__Task requirements__
Only the lines with the string "against" are needed; return each of them from the entries below.

__Supplied records__
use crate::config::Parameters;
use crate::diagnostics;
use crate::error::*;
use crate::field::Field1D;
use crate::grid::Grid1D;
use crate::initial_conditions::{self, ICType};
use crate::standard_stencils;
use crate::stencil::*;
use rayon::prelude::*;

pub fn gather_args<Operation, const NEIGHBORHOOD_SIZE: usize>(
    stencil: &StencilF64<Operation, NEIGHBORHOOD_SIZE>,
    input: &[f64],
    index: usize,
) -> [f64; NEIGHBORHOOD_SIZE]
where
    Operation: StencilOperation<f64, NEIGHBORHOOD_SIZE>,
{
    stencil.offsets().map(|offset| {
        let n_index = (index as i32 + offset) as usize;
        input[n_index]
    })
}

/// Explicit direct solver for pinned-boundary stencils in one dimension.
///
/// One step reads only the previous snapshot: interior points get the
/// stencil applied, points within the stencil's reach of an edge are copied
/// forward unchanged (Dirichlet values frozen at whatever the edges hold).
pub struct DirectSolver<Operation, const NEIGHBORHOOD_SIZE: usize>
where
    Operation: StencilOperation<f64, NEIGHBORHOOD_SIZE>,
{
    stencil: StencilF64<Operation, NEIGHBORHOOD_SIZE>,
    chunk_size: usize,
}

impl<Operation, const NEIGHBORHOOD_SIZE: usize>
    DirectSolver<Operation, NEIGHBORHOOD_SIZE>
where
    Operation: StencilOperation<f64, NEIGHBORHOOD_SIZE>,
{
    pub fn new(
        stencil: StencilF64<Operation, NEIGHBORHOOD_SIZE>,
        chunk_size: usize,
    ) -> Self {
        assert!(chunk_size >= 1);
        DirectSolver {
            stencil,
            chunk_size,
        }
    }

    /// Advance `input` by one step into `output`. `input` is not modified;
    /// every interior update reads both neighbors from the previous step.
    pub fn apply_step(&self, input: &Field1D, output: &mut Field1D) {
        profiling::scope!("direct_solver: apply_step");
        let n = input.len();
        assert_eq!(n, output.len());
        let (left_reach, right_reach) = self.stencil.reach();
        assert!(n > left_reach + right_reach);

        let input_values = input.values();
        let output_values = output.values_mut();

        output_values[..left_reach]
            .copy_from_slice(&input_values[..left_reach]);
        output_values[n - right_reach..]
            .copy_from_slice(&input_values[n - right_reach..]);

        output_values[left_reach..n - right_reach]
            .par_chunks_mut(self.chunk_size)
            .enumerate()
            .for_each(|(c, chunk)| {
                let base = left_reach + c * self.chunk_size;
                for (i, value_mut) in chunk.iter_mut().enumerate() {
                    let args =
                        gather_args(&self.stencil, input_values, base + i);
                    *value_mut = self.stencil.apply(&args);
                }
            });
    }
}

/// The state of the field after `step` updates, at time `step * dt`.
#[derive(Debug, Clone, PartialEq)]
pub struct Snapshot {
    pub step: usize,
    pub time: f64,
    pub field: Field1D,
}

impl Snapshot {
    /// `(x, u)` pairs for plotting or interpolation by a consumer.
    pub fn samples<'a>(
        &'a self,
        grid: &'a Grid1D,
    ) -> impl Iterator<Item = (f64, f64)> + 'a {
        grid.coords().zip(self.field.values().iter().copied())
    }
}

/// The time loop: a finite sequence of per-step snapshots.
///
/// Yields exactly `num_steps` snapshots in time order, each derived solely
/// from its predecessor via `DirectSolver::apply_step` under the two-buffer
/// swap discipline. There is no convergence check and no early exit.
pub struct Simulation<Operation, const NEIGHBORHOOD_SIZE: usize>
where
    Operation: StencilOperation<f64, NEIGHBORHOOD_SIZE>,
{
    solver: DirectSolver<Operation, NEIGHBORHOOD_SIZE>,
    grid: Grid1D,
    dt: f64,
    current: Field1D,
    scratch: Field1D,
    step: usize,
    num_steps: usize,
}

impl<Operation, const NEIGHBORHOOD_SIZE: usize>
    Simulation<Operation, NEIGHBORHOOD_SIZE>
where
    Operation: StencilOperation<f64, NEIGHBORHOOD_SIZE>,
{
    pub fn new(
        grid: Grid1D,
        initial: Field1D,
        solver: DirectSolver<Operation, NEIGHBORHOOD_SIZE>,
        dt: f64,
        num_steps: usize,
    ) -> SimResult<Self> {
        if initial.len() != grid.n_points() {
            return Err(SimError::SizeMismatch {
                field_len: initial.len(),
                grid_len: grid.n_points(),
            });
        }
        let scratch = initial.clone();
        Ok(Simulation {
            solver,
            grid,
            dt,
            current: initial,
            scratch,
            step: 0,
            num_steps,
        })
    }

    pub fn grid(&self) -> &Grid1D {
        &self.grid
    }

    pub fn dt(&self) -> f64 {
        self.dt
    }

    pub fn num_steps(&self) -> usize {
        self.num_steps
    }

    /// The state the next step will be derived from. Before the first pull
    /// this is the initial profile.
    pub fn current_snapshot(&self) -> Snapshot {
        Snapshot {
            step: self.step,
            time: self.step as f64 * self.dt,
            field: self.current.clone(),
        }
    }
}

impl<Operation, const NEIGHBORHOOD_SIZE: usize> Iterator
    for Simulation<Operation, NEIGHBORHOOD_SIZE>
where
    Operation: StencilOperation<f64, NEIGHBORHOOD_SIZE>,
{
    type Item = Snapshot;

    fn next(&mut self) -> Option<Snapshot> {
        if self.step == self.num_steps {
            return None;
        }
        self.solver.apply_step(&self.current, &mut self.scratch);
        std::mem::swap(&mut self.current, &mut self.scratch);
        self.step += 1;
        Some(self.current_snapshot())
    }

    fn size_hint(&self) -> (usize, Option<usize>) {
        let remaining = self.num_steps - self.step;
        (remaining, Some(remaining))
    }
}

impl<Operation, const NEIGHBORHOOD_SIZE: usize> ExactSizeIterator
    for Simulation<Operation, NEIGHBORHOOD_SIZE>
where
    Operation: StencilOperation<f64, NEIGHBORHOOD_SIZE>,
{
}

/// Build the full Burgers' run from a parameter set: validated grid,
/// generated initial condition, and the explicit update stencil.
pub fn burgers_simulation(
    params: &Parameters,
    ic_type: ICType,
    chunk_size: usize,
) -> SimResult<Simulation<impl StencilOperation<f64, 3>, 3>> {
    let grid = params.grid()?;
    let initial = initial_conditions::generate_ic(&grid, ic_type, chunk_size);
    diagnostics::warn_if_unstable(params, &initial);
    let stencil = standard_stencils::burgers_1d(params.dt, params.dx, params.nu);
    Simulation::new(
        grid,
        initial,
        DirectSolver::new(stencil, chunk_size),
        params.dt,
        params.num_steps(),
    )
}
--
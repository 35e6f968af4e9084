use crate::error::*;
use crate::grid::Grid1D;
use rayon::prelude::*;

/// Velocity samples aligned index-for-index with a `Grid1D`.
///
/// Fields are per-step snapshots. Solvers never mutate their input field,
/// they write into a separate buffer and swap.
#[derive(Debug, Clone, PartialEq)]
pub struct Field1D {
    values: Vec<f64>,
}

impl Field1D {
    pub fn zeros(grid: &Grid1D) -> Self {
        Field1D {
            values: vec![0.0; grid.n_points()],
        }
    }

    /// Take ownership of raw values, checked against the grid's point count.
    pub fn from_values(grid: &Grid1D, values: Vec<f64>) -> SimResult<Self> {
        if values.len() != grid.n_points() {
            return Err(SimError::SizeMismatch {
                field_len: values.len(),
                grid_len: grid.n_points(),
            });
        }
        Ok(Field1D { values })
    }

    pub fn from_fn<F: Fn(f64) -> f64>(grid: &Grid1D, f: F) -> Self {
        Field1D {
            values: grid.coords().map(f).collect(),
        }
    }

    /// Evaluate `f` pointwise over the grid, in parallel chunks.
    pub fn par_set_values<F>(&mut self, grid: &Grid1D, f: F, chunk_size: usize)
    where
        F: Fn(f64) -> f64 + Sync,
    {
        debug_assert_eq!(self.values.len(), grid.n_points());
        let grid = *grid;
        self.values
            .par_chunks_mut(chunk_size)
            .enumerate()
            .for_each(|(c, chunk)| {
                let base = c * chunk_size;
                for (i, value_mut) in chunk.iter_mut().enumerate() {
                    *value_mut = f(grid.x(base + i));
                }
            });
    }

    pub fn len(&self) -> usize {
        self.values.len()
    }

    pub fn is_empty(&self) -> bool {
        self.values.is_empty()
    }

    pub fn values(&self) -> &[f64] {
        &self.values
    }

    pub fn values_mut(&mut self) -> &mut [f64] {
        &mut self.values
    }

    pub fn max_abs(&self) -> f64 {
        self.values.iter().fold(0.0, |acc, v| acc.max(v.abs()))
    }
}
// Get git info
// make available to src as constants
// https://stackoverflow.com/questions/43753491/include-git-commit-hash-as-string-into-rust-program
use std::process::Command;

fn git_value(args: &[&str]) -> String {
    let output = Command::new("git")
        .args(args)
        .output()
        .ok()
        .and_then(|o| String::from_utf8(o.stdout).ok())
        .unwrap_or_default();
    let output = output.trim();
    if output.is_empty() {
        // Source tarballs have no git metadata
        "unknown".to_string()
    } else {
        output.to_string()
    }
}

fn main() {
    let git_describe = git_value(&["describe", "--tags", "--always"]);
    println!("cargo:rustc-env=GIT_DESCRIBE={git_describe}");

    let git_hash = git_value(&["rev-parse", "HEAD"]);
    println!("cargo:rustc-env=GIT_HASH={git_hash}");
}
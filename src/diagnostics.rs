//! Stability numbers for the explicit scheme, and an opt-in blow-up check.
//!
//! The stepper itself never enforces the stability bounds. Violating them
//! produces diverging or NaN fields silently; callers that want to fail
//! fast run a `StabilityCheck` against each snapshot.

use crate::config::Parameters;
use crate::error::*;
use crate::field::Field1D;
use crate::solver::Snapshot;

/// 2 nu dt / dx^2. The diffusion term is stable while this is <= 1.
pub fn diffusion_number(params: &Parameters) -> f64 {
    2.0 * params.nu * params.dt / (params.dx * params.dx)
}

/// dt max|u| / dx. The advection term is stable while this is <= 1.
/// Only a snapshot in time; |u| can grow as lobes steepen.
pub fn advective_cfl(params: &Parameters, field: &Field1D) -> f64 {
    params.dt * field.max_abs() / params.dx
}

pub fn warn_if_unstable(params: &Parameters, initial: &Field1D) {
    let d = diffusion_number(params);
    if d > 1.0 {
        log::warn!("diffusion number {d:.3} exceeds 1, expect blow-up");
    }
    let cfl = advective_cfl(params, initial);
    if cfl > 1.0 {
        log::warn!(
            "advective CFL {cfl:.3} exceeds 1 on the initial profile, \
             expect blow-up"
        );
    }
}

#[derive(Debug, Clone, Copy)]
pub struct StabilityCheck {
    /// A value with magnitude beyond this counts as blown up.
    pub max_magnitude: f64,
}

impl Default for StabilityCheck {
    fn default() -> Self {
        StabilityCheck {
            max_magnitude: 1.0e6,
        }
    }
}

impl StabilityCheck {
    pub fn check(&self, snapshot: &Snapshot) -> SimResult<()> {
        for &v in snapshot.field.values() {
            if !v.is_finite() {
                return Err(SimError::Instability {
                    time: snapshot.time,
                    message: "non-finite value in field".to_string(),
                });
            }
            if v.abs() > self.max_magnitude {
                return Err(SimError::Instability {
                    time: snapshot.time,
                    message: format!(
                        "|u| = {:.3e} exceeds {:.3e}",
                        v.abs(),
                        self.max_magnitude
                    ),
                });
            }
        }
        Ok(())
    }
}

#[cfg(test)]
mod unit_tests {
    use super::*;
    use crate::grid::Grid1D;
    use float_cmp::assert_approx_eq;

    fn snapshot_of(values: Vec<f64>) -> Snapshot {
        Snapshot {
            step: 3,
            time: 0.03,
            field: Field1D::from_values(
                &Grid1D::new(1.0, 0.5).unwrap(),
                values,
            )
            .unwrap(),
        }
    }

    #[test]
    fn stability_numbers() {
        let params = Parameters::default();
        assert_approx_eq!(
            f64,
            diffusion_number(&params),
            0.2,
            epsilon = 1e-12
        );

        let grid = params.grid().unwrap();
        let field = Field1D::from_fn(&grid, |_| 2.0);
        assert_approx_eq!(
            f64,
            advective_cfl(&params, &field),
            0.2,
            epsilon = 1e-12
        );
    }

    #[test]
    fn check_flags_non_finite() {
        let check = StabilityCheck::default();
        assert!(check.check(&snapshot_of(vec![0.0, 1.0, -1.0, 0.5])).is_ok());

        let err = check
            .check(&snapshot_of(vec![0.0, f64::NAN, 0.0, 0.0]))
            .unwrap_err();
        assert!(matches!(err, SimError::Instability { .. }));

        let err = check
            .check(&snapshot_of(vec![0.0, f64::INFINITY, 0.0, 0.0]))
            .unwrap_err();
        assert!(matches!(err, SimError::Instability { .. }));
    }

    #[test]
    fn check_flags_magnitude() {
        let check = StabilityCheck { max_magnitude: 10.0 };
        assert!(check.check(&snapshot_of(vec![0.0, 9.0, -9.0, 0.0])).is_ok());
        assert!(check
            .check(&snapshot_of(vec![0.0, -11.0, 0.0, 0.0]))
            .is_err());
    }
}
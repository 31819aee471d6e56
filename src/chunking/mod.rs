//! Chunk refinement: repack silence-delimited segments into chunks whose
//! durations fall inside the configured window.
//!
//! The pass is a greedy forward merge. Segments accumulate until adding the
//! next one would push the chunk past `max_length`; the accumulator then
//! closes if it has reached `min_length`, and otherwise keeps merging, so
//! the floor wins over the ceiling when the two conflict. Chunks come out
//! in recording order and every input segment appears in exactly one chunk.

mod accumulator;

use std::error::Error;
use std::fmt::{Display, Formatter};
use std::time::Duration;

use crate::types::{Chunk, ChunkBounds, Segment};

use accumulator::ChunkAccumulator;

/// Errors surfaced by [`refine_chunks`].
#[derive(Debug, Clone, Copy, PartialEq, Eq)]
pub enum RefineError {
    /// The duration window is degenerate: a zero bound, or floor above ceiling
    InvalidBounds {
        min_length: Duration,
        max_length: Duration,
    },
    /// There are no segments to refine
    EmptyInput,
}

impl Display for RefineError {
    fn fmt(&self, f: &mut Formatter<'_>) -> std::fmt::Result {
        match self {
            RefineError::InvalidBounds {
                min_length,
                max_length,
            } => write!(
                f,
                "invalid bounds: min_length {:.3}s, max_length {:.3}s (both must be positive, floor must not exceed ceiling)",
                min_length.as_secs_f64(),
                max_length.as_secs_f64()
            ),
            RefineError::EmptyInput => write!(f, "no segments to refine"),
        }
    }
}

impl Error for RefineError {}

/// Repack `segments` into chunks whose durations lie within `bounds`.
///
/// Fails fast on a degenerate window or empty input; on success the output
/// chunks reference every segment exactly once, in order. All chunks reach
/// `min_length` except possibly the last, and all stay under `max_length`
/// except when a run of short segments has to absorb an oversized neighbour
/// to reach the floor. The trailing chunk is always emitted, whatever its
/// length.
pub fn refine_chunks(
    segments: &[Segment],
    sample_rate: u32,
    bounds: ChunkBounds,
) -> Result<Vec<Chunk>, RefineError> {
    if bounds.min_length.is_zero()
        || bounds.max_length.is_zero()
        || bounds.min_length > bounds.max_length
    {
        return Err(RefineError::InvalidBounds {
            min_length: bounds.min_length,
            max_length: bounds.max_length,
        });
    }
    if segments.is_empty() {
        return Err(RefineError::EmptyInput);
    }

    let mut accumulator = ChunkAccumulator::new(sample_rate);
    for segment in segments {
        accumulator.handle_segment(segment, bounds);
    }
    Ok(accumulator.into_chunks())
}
---
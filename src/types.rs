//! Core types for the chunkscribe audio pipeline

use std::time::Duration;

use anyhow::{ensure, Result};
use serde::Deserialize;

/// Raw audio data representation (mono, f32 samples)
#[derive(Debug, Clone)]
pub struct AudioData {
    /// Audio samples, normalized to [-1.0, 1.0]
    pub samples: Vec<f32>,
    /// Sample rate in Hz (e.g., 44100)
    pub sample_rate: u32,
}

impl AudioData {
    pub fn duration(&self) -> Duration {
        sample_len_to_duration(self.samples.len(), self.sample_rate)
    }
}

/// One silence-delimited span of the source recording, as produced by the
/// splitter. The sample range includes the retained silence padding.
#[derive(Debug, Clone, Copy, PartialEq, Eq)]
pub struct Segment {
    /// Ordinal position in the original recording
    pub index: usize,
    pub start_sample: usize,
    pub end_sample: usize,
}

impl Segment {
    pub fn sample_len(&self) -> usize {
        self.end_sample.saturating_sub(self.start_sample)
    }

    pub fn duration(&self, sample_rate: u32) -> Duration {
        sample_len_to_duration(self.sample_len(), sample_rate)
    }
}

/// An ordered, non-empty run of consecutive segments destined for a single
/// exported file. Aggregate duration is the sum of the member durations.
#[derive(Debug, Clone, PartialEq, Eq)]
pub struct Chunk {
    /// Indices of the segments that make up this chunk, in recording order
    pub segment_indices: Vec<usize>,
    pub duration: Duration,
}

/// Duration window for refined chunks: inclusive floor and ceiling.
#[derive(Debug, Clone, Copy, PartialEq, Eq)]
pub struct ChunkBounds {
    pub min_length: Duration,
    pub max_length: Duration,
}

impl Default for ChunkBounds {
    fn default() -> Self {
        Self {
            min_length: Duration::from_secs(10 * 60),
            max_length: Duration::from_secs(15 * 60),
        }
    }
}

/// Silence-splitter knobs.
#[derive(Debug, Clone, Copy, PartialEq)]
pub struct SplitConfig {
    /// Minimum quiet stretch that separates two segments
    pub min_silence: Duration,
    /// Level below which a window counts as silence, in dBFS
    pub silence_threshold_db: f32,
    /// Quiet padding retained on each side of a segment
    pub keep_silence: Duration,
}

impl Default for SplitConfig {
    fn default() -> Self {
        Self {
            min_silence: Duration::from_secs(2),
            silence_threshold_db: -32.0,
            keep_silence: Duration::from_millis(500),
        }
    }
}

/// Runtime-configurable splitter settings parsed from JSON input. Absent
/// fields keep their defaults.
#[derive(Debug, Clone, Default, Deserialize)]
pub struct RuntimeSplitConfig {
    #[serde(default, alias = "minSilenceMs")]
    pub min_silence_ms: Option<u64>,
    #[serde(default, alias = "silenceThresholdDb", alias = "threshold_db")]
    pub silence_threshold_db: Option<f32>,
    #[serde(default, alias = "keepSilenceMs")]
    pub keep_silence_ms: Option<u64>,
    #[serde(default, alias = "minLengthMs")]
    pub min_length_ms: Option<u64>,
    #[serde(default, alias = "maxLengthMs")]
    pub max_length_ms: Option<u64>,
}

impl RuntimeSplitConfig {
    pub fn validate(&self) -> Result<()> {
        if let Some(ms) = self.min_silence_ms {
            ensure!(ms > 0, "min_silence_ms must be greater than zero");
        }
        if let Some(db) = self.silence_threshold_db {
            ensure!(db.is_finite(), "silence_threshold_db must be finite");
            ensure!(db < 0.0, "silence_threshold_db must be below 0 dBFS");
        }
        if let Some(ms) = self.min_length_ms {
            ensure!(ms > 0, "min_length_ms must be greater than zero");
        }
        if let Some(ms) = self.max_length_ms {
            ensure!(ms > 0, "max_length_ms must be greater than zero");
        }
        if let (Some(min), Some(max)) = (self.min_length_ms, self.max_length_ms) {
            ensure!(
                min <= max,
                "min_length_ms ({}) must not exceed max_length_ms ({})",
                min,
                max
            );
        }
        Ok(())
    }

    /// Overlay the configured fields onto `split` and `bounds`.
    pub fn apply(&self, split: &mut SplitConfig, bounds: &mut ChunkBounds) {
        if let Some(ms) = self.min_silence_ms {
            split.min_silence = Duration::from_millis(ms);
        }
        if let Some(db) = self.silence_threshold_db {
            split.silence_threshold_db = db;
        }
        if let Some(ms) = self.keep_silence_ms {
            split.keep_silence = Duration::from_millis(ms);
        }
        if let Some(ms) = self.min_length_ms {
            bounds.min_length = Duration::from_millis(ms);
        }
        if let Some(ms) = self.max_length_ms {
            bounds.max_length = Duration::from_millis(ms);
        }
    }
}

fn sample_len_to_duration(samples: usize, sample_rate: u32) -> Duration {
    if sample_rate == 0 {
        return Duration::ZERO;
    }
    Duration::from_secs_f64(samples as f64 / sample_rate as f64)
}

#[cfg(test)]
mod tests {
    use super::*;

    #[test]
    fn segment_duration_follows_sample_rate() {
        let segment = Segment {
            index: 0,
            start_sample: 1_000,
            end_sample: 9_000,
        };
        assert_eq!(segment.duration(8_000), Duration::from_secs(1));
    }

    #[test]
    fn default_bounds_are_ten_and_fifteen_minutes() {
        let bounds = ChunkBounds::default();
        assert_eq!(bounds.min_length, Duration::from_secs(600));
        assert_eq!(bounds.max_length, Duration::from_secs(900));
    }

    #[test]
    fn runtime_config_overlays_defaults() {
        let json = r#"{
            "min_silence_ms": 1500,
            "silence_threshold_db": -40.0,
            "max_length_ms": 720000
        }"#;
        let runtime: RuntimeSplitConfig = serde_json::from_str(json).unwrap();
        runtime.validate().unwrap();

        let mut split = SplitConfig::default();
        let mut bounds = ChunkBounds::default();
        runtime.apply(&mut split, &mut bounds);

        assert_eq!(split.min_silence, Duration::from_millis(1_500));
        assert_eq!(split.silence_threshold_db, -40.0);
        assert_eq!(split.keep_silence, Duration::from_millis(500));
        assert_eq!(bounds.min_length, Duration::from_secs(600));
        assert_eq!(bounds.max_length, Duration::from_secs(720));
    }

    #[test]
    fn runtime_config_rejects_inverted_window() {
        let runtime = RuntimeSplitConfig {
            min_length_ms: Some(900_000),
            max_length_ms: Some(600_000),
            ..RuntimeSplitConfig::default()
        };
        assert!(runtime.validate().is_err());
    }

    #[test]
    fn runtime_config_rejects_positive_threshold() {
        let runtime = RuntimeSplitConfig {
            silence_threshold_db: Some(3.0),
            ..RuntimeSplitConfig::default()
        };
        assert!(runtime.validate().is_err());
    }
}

__Response area__
    /// Take ownership of raw values, checked against the grid's point count.
//! fast run a `StabilityCheck` against each snapshot.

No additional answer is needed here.